» **What to do**: Please work out how many lines in the material below contain the string "found", and answer with that number only.

» **Given entries**:
use std::collections::HashMap;
use std::fs::{self, File};
use std::io::{BufReader, BufWriter};
use std::path::{Path, PathBuf};

use anyhow::{Context, Result, anyhow, bail};
use geo::Point;
use log::{debug, info, warn};

use crate::config::LoaderConfig;
use crate::graph::{EdgeRole, Graph, GraphBuilder, NodeRole};
use crate::track::{MovementDirection, TimeCoordinate, Track};

pub(crate) mod airport_graph {
    use serde::Deserialize;

    use crate::graph::{EdgeRole, NodeRole};

    #[derive(Debug, Deserialize)]
    pub struct GraphFile {
        pub nodes: Vec<NodeEntry>,
        pub edges: Vec<EdgeEntry>,
    }

    #[derive(Debug, Deserialize)]
    pub struct NodeEntry {
        pub id: String,
        pub lat: f64,
        pub lon: f64,
        pub role: NodeRole,
        #[serde(default)]
        pub label: Option<String>,
    }

    #[derive(Debug, Deserialize)]
    pub struct EdgeEntry {
        pub from: String,
        pub to: String,
        pub role: EdgeRole,
        #[serde(default)]
        pub label: Option<String>,
        /// Metres, measured from the endpoints when absent
        #[serde(default)]
        pub length: Option<f64>,
        #[serde(default)]
        pub time_samples: Vec<f64>,
    }
}

pub(crate) mod flight_traces {
    use serde::Deserialize;

    #[derive(Debug, Deserialize)]
    pub struct TraceFile {
        /// Whether each point carries its own interval; otherwise fixes are one second apart
        #[serde(default)]
        pub intervals_explicit: bool,
        /// Whether points are listed latest first
        #[serde(default)]
        pub reverse_chronological: bool,
        pub aircraft: Vec<AircraftEntry>,
    }

    #[derive(Debug, Deserialize)]
    pub struct AircraftEntry {
        pub id: String,
        #[serde(default)]
        pub origin: Option<String>,
        #[serde(default)]
        pub destination: Option<String>,
        /// Seconds since the Unix epoch, the reference the first interval counts from
        pub first_timestamp: i64,
        pub points: Vec<PointEntry>,
    }

    #[derive(Debug, Clone, Deserialize)]
    pub struct PointEntry {
        pub lat: f64,
        pub lon: f64,
        #[serde(default)]
        pub altitude: f64,
        /// Seconds since the preceding fix in time
        #[serde(default)]
        pub interval: f64,
    }
}

use airport_graph::GraphFile;
use flight_traces::{AircraftEntry, PointEntry, TraceFile};

/// Builds the surface graph from its JSON description.
pub fn parse_graph(file: GraphFile) -> Result<Graph> {
    if file.nodes.is_empty() {
        bail!("Graph has no nodes");
    }

    let mut builder = GraphBuilder::new();
    let mut ids = HashMap::with_capacity(file.nodes.len());
    for node in file.nodes {
        let id = builder.add_node(Point::new(node.lon, node.lat), node.role, node.label);
        if ids.insert(node.id.clone(), id).is_some() {
            bail!("Duplicate node id {}", node.id);
        }
    }

    for edge in file.edges {
        let from = *ids
            .get(&edge.from)
            .ok_or_else(|| anyhow!("Edge references unknown node {}", edge.from))?;
        let to = *ids
            .get(&edge.to)
            .ok_or_else(|| anyhow!("Edge references unknown node {}", edge.to))?;
        let id = builder.add_edge(from, to, edge.role, edge.label, edge.length)?;
        if !edge.time_samples.is_empty() {
            builder.set_time_samples(id, edge.time_samples);
        }
    }

    let graph = builder.build();
    let stands = graph.nodes().filter(|n| n.role == NodeRole::Stand).count();
    let runway_edges = graph.edges().filter(|e| e.role == EdgeRole::Runway).count();
    info!(
        "Built graph with {} nodes ({} stands) and {} edges ({} runway)",
        graph.node_count(),
        stands,
        graph.edge_count(),
        runway_edges
    );
    if stands == 0 {
        warn!("Graph has no stands, no trace can be matched");
    }
    Ok(graph)
}

fn cache_path(input: &Path) -> PathBuf {
    let mut name = input.as_os_str().to_owned();
    name.push(".bin");
    PathBuf::from(name)
}

fn cache_is_fresh(input: &Path, cache: &Path) -> bool {
    let modified = |p: &Path| fs::metadata(p).and_then(|m| m.modified()).ok();
    match (modified(input), modified(cache)) {
        (Some(input), Some(cache)) => cache >= input,
        _ => false,
    }
}

fn read_cache(cache: &Path) -> Result<Graph> {
    let bytes = fs::read(cache).with_context(|| format!("Failed to read graph cache {}", cache.display()))?;
    let config = bincode::config::standard();
    let (graph, _): (Graph, _) = bincode::serde::decode_from_slice(&bytes, config)
        .map_err(|e| anyhow!("Invalid graph cache {}: {}", cache.display(), e))?;
    Ok(graph)
}

fn write_cache(graph: &Graph, cache: &Path) -> Result<()> {
    let file = File::create(cache)?;
    let mut writer = BufWriter::new(file);
    let config = bincode::config::standard();
    bincode::serde::encode_into_std_write(graph, &mut writer, config)?;
    Ok(())
}

/// Loads the graph, reusing the binary cache next to the input when it is newer.
pub fn load_graph(path: &Path, use_cache: bool) -> Result<Graph> {
    let cache = cache_path(path);
    if use_cache && cache_is_fresh(path, &cache) {
        match read_cache(&cache) {
            Ok(graph) => {
                info!("Loaded graph from cache {}", cache.display());
                return Ok(graph);
            }
            Err(e) => warn!("Ignoring graph cache: {}", e),
        }
    }

    let file = File::open(path).with_context(|| format!("Failed to open graph {}", path.display()))?;
    let parsed: GraphFile = serde_json::from_reader(BufReader::new(file))
        .with_context(|| format!("Failed to parse graph {}", path.display()))?;
    let graph = parse_graph(parsed)?;

    if use_cache {
        match write_cache(&graph, &cache) {
            Ok(()) => debug!("Wrote graph cache {}", cache.display()),
            Err(e) => warn!("Could not write graph cache {}: {}", cache.display(), e),
        }
    }
    Ok(graph)
}

fn near_airport(point: &PointEntry, airport: Point<f64>, box_deg: f64) -> bool {
    (point.lat - airport.y()).abs() <= box_deg && (point.lon - airport.x()).abs() <= box_deg
}

/// Cuts one aircraft's points into ground movements at the airport.
///
/// A new movement starts after a gap longer than `split_gap_s` or whenever the aircraft
/// returns to the airport surface after leaving it.
fn split_movements(
    entry: &AircraftEntry,
    points: &[PointEntry],
    intervals_explicit: bool,
    airport: Point<f64>,
    config: &LoaderConfig,
) -> Vec<Vec<TimeCoordinate>> {
    let mut movements: Vec<Vec<TimeCoordinate>> = Vec::new();
    let mut away = true;
    let mut timestamp_ms = entry.first_timestamp * 1000;

    for point in points {
        let interval_s = if intervals_explicit { point.interval.abs() } else { 1.0 };
        timestamp_ms += (interval_s * 1000.0).round() as i64;

        if interval_s > config.split_gap_s {
            movements.push(Vec::new());
            away = false;
        }

        if point.altitude == 0.0 && near_airport(point, airport, config.airport_box_deg) {
            if away {
                movements.push(Vec::new());
                away = false;
            }
            if let Some(current) = movements.last_mut() {
                current.push(TimeCoordinate {
                    position: Point::new(point.lon, point.lat),
                    timestamp_ms,
                    interval_s,
                    altitude_m: point.altitude,
                });
            }
        } else {
            away = true;
        }
    }
    movements
}

fn infer_direction(points: &[PointEntry], airport: Point<f64>, box_deg: f64) -> MovementDirection {
    match (points.first(), points.last()) {
        (_, Some(last)) if near_airport(last, airport, box_deg) => MovementDirection::Inbound,
        (Some(first), _) if near_airport(first, airport, box_deg) => MovementDirection::Outbound,
        _ => MovementDirection::Stopoff,
    }
}

/// Turns raw aircraft records into chronological ground tracks at one airport.
pub fn parse_traces(file: TraceFile, airport: Point<f64>, config: &LoaderConfig) -> Vec<Track> {
    let mut tracks = Vec::new();
    let mut dropped = 0;

    for entry in &file.aircraft {
        let mut points = entry.points.clone();
        if file.reverse_chronological {
            points.reverse();
        }

        let direction = infer_direction(&points, airport, config.airport_box_deg);
        let movements = split_movements(entry, &points, file.intervals_explicit, airport, config);
        if movements.len() > 1 {
            debug!("{} has {} separate ground movements", entry.id, movements.len());
        }

        for (i, movement) in movements.into_iter().enumerate() {
            if movement.len() < config.min_points {
                dropped += 1;
                continue;
            }
            tracks.push(Track {
                id: format!("{}-{}", entry.id, i),
                origin: entry.origin.clone(),
                destination: entry.destination.clone(),
                direction,
                points: movement,
            });
        }
    }

    info!(
        "Loaded {} ground tracks from {} aircraft ({} too short)",
        tracks.len(),
        file.aircraft.len(),
        dropped
    );
    tracks
}

/// Reads the trace file; returns the tracks and whether intervals were explicit.
pub fn load_traces(path: &Path, airport: Point<f64>, config: &LoaderConfig) -> Result<(Vec<Track>, bool)> {
    let file = File::open(path).with_context(|| format!("Failed to open traces {}", path.display()))?;
    let parsed: TraceFile = serde_json::from_reader(BufReader::new(file))
        .with_context(|| format!("Failed to parse traces {}", path.display()))?;
    let explicit = parsed.intervals_explicit;
    Ok((parse_traces(parsed, airport, config), explicit))
}
use anyhow::{Result, anyhow};
use geo::{Coord, Point};
use log::info;
use serde::Deserialize;

use crate::geometry;
use crate::graph::{EdgeId, Graph};

/// Configuration for the edge grid
#[derive(Debug, Clone, Deserialize)]
#[serde(default)]
pub struct IndexConfig {
    /// Cells per side of the square grid
    pub grid_size: usize,
    /// Padding around the graph, and proximity to a cell boundary that pulls in the neighbour, in metres.
    /// Must cover the snap distance.
    pub margin_m: f64,
}

impl Default for IndexConfig {
    fn default() -> Self {
        Self {
            grid_size: 10,
            margin_m: 10.0,
        }
    }
}

/// Uniform grid over the padded bounding box of the graph, mapping cells to the edges crossing them.
#[derive(Debug, Clone)]
pub struct EdgeGrid {
    size: usize,
    min_lat: f64,
    min_lon: f64,
    max_lat: f64,
    max_lon: f64,
    cell_lat: f64,
    cell_lon: f64,
    pad_lat: f64,
    pad_lon: f64,
    /// Row-major, indexed by `lat_cell * size + lon_cell`
    cells: Vec<Vec<EdgeId>>,
}

impl EdgeGrid {
    pub fn build(graph: &Graph, config: &IndexConfig) -> Result<Self> {
        let rect = graph
            .bounding_rect()
            .ok_or_else(|| anyhow!("Cannot index an empty graph"))?;
        let size = config.grid_size.max(1);

        // Fewest metres per degree over the box corners, so the padding holds everywhere in it
        let (min, max) = (rect.min(), rect.max());
        let corners = [
            min,
            max,
            Coord { x: min.x, y: max.y },
            Coord { x: max.x, y: min.y },
        ];
        let (m_per_deg_lat, m_per_deg_lon) = corners
            .into_iter()
            .map(|corner| geometry::metres_per_degree(corner.into()))
            .fold((f64::INFINITY, f64::INFINITY), |(lat, lon), (a, b)| (lat.min(a), lon.min(b)));
        let pad_lat = config.margin_m / m_per_deg_lat;
        let pad_lon = config.margin_m / m_per_deg_lon;

        let min_lat = min.y - pad_lat;
        let max_lat = max.y + pad_lat;
        let min_lon = min.x - pad_lon;
        let max_lon = max.x + pad_lon;

        let mut grid = Self {
            size,
            min_lat,
            min_lon,
            max_lat,
            max_lon,
            cell_lat: (max_lat - min_lat) / size as f64,
            cell_lon: (max_lon - min_lon) / size as f64,
            pad_lat,
            pad_lon,
            cells: vec![Vec::new(); size * size],
        };

        for edge in graph.edges() {
            let (a_lat, a_lon) = grid.home_cell(graph[edge.from].position);
            let (b_lat, b_lon) = grid.home_cell(graph[edge.to].position);
            for lat in a_lat.min(b_lat)..=a_lat.max(b_lat) {
                for lon in a_lon.min(b_lon)..=a_lon.max(b_lon) {
                    grid.cells[lat * size + lon].push(edge.id);
                }
            }
        }

        let populated = grid.cells.iter().filter(|c| !c.is_empty()).count();
        info!(
            "Built {}x{} edge grid over {} edges ({} populated cells)",
            size,
            size,
            graph.edge_count(),
            populated
        );
        Ok(grid)
    }

    fn contains(&self, p: Point<f64>) -> bool {
        (self.min_lat..=self.max_lat).contains(&p.y()) && (self.min_lon..=self.max_lon).contains(&p.x())
    }

    fn axis_cell(&self, offset: f64, cell: f64) -> usize {
        if cell <= 0.0 {
            return 0;
        }
        ((offset / cell).floor().max(0.0) as usize).min(self.size - 1)
    }

    /// Cell holding a point, clamped to the grid.
    fn home_cell(&self, p: Point<f64>) -> (usize, usize) {
        (
            self.axis_cell(p.y() - self.min_lat, self.cell_lat),
            self.axis_cell(p.x() - self.min_lon, self.cell_lon),
        )
    }

    /// The neighbouring cell index along one axis when the point sits within the padding of a boundary.
    fn neighbour(&self, cell_index: usize, offset: f64, cell: f64, pad: f64) -> Option<usize> {
        let within = offset - cell_index as f64 * cell;
        if within < pad {
            cell_index.checked_sub(1)
        } else if cell - within < pad && cell_index + 1 < self.size {
            Some(cell_index + 1)
        } else {
            None
        }
    }

    /// Edges that may lie within the margin of `p`, sorted by id and free of duplicates.
    pub fn edges_near(&self, p: Point<f64>) -> Vec<EdgeId> {
        if !self.contains(p) {
            return Vec::new();
        }

        let (lat, lon) = self.home_cell(p);
        let near_lat = self.neighbour(lat, p.y() - self.min_lat, self.cell_lat, self.pad_lat);
        let near_lon = self.neighbour(lon, p.x() - self.min_lon, self.cell_lon, self.pad_lon);

        let mut cells = vec![(lat, lon)];
        if let Some(l) = near_lat {
            cells.push((l, lon));
        }
        if let Some(l) = near_lon {
            cells.push((lat, l));
        }
        if let (Some(a), Some(b)) = (near_lat, near_lon) {
            cells.push((a, b));
        }

        let mut edges: Vec<EdgeId> = cells
            .into_iter()
            .flat_map(|(a, b)| self.cells[a * self.size + b].iter().copied())
            .collect();
        edges.sort();
        edges.dedup();
        edges
    }
}

#[cfg(test)]
mod tests {
    use super::*;
    use crate::geometry::{displace, nearest_on_segment};
    use crate::graph::fixtures::{origin, strip};
    use crate::graph::{EdgeRole, GraphBuilder, NodeRole};

    #[test]
    fn test_empty_graph_rejected() {
        let graph = GraphBuilder::new().build();
        assert!(EdgeGrid::build(&graph, &IndexConfig::default()).is_err());
    }

    #[test]
    fn test_out_of_bounds_is_empty() {
        let s = strip();
        let grid = EdgeGrid::build(&s.graph, &IndexConfig::default()).unwrap();
        assert!(grid.edges_near(displace(origin(), 0.0, 500.0)).is_empty());
        assert!(grid.edges_near(displace(origin(), -100.0, 0.0)).is_empty());
    }

    #[test]
    fn test_single_node_graph_has_extent() {
        let mut b = GraphBuilder::new();
        let a = b.add_node(origin(), NodeRole::Intersection, None);
        b.add_edge(a, a, EdgeRole::Taxiway, None, None).unwrap();
        let graph = b.build();
        let grid = EdgeGrid::build(&graph, &IndexConfig::default()).unwrap();
        assert_eq!(grid.edges_near(origin()).len(), 1);
    }

    #[test]
    fn test_wider_margin_reaches_across_cell_boundary() {
        // Meridian edges at 0, 502 and 1000 m east put a cell boundary near 500 m
        let mut b = GraphBuilder::new();
        let o = origin();
        let mut edges = Vec::new();
        for east in [0.0, 502.0, 1000.0] {
            let south = b.add_node(displace(o, east, 0.0), NodeRole::Intersection, None);
            let north = b.add_node(displace(o, east, 200.0), NodeRole::Intersection, None);
            edges.push(b.add_edge(south, north, EdgeRole::Taxiway, None, None).unwrap());
        }
        let graph = b.build();
        let config = IndexConfig {
            grid_size: 2,
            margin_m: 15.0,
        };
        let grid = EdgeGrid::build(&graph, &config).unwrap();

        let p = displace(o, 488.0, 100.0);
        let (_, d) = nearest_on_segment(p, graph[graph[edges[1]].from].position, graph[graph[edges[1]].to].position);
        assert!(d < config.margin_m);
        assert!(grid.edges_near(p).contains(&edges[1]));
    }

    #[test]
    fn test_no_false_negatives() {
        // A lattice of diagonal and straight edges spread over several cells
        let mut b = GraphBuilder::new();
        let o = origin();
        let mut nodes = Vec::new();
        for row in 0..6 {
            for col in 0..6 {
                let jitter = ((row * 7 + col * 3) % 5) as f64 * 11.0;
                let p = displace(o, col as f64 * 180.0 + jitter, row as f64 * 150.0 - jitter);
                nodes.push(b.add_node(p, NodeRole::Intersection, None));
            }
        }
        for row in 0..6 {
            for col in 0..6 {
                let here = nodes[row * 6 + col];
                if col + 1 < 6 {
                    b.add_edge(here, nodes[row * 6 + col + 1], EdgeRole::Taxiway, None, None).unwrap();
                }
                if row + 1 < 6 && col + 1 < 6 {
                    b.add_edge(here, nodes[(row + 1) * 6 + col + 1], EdgeRole::Taxiway, None, None)
                        .unwrap();
                }
                if row + 1 < 6 {
                    b.add_edge(here, nodes[(row + 1) * 6 + col], EdgeRole::Taxiway, None, None).unwrap();
                }
            }
        }
        let graph = b.build();
        let config = IndexConfig::default();
        let grid = EdgeGrid::build(&graph, &config).unwrap();

        for i in 0..40 {
            for j in 0..40 {
                let p = displace(o, -5.0 + i as f64 * 24.7, -5.0 + j as f64 * 19.3);
                let found = grid.edges_near(p);
                for edge in graph.edges() {
                    let (_, d) = nearest_on_segment(p, graph[edge.from].position, graph[edge.to].position);
                    if d < config.margin_m * 0.9 {
                        assert!(found.contains(&edge.id), "missed {} at {:?}", edge.id, p);
                    }
                }
            }
        }
    }
}
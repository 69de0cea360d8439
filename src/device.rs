//! Device-control collaborator.
//!
//! The console never touches gain or delay directly. Everything goes through
//! [`DeviceControl`], which the firmware implements with [`DeviceSettings`]
//! and tests implement with a recording fake.

use core::fmt::Write;
use core::sync::atomic::{AtomicBool, AtomicU32, Ordering};

use crate::config::DeviceConfig;

/// Operations the console needs from the audio device.
pub trait DeviceControl {
    /// Apply a new gain setting in dB.
    fn set_gain_db(&mut self, gain_db: f32);

    /// Current gain in dB.
    fn gain_db(&self) -> f32;

    /// Print the gain status line.
    fn print_gain_settings(&self, out: &mut dyn Write);

    /// Flip the CPU/memory report flag.
    fn toggle_diagnostics(&mut self);

    /// Apply a new delay setting in ms.
    fn set_delay_ms(&mut self, delay_ms: f32);

    /// Current delay in ms.
    fn delay_ms(&self) -> f32;
}

impl<T: DeviceControl + ?Sized> DeviceControl for &mut T {
    fn set_gain_db(&mut self, gain_db: f32) {
        (**self).set_gain_db(gain_db)
    }

    fn gain_db(&self) -> f32 {
        (**self).gain_db()
    }

    fn print_gain_settings(&self, out: &mut dyn Write) {
        (**self).print_gain_settings(out)
    }

    fn toggle_diagnostics(&mut self) {
        (**self).toggle_diagnostics()
    }

    fn set_delay_ms(&mut self, delay_ms: f32) {
        (**self).set_delay_ms(delay_ms)
    }

    fn delay_ms(&self) -> f32 {
        (**self).delay_ms()
    }
}

/// Lock-free gain/delay state.
///
/// Values are stored as `f32` bits so the audio task can read them while the
/// console writes. Out-of-range requests are clamped; NaN is ignored.
pub struct DeviceSettings {
    gain_bits: AtomicU32,
    delay_bits: AtomicU32,
    print_diagnostics: AtomicBool,
    config: DeviceConfig,
}

impl DeviceSettings {
    pub fn new(config: DeviceConfig) -> Self {
        let settings = Self {
            gain_bits: AtomicU32::new(0.0f32.to_bits()),
            delay_bits: AtomicU32::new(0.0f32.to_bits()),
            print_diagnostics: AtomicBool::new(false),
            config,
        };
        settings.store_gain(config.initial_gain_db);
        settings.store_delay(config.initial_delay_ms);
        settings
    }

    #[inline]
    pub fn gain_db(&self) -> f32 {
        f32::from_bits(self.gain_bits.load(Ordering::Relaxed))
    }

    #[inline]
    pub fn delay_ms(&self) -> f32 {
        f32::from_bits(self.delay_bits.load(Ordering::Relaxed))
    }

    #[inline]
    pub fn diagnostics_enabled(&self) -> bool {
        self.print_diagnostics.load(Ordering::Relaxed)
    }

    /// Store a clamped gain. Returns `false` if the request was NaN.
    pub fn store_gain(&self, gain_db: f32) -> bool {
        if gain_db.is_nan() {
            return false;
        }
        let clamped = gain_db.clamp(self.config.min_gain_db, self.config.max_gain_db);
        self.gain_bits.store(clamped.to_bits(), Ordering::Relaxed);
        true
    }

    /// Store a clamped delay. Returns `false` if the request was NaN.
    pub fn store_delay(&self, delay_ms: f32) -> bool {
        if delay_ms.is_nan() {
            return false;
        }
        let clamped = delay_ms.clamp(0.0, self.config.max_delay_ms);
        self.delay_bits.store(clamped.to_bits(), Ordering::Relaxed);
        true
    }

    /// Flip the diagnostics flag, returning the new state.
    pub fn toggle(&self) -> bool {
        !self.print_diagnostics.fetch_xor(true, Ordering::Relaxed)
    }
}

impl Default for DeviceSettings {
    fn default() -> Self {
        Self::new(DeviceConfig::default())
    }
}

impl DeviceControl for DeviceSettings {
    fn set_gain_db(&mut self, gain_db: f32) {
        self.store_gain(gain_db);
    }

    fn gain_db(&self) -> f32 {
        DeviceSettings::gain_db(self)
    }

    fn print_gain_settings(&self, out: &mut dyn Write) {
        let _ = writeln!(out, "Gain = {:.1} dB", DeviceSettings::gain_db(self));
    }

    fn toggle_diagnostics(&mut self) {
        self.toggle();
    }

    fn set_delay_ms(&mut self, delay_ms: f32) {
        self.store_delay(delay_ms);
    }

    fn delay_ms(&self) -> f32 {
        DeviceSettings::delay_ms(self)
    }
}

» **Task answer**: 2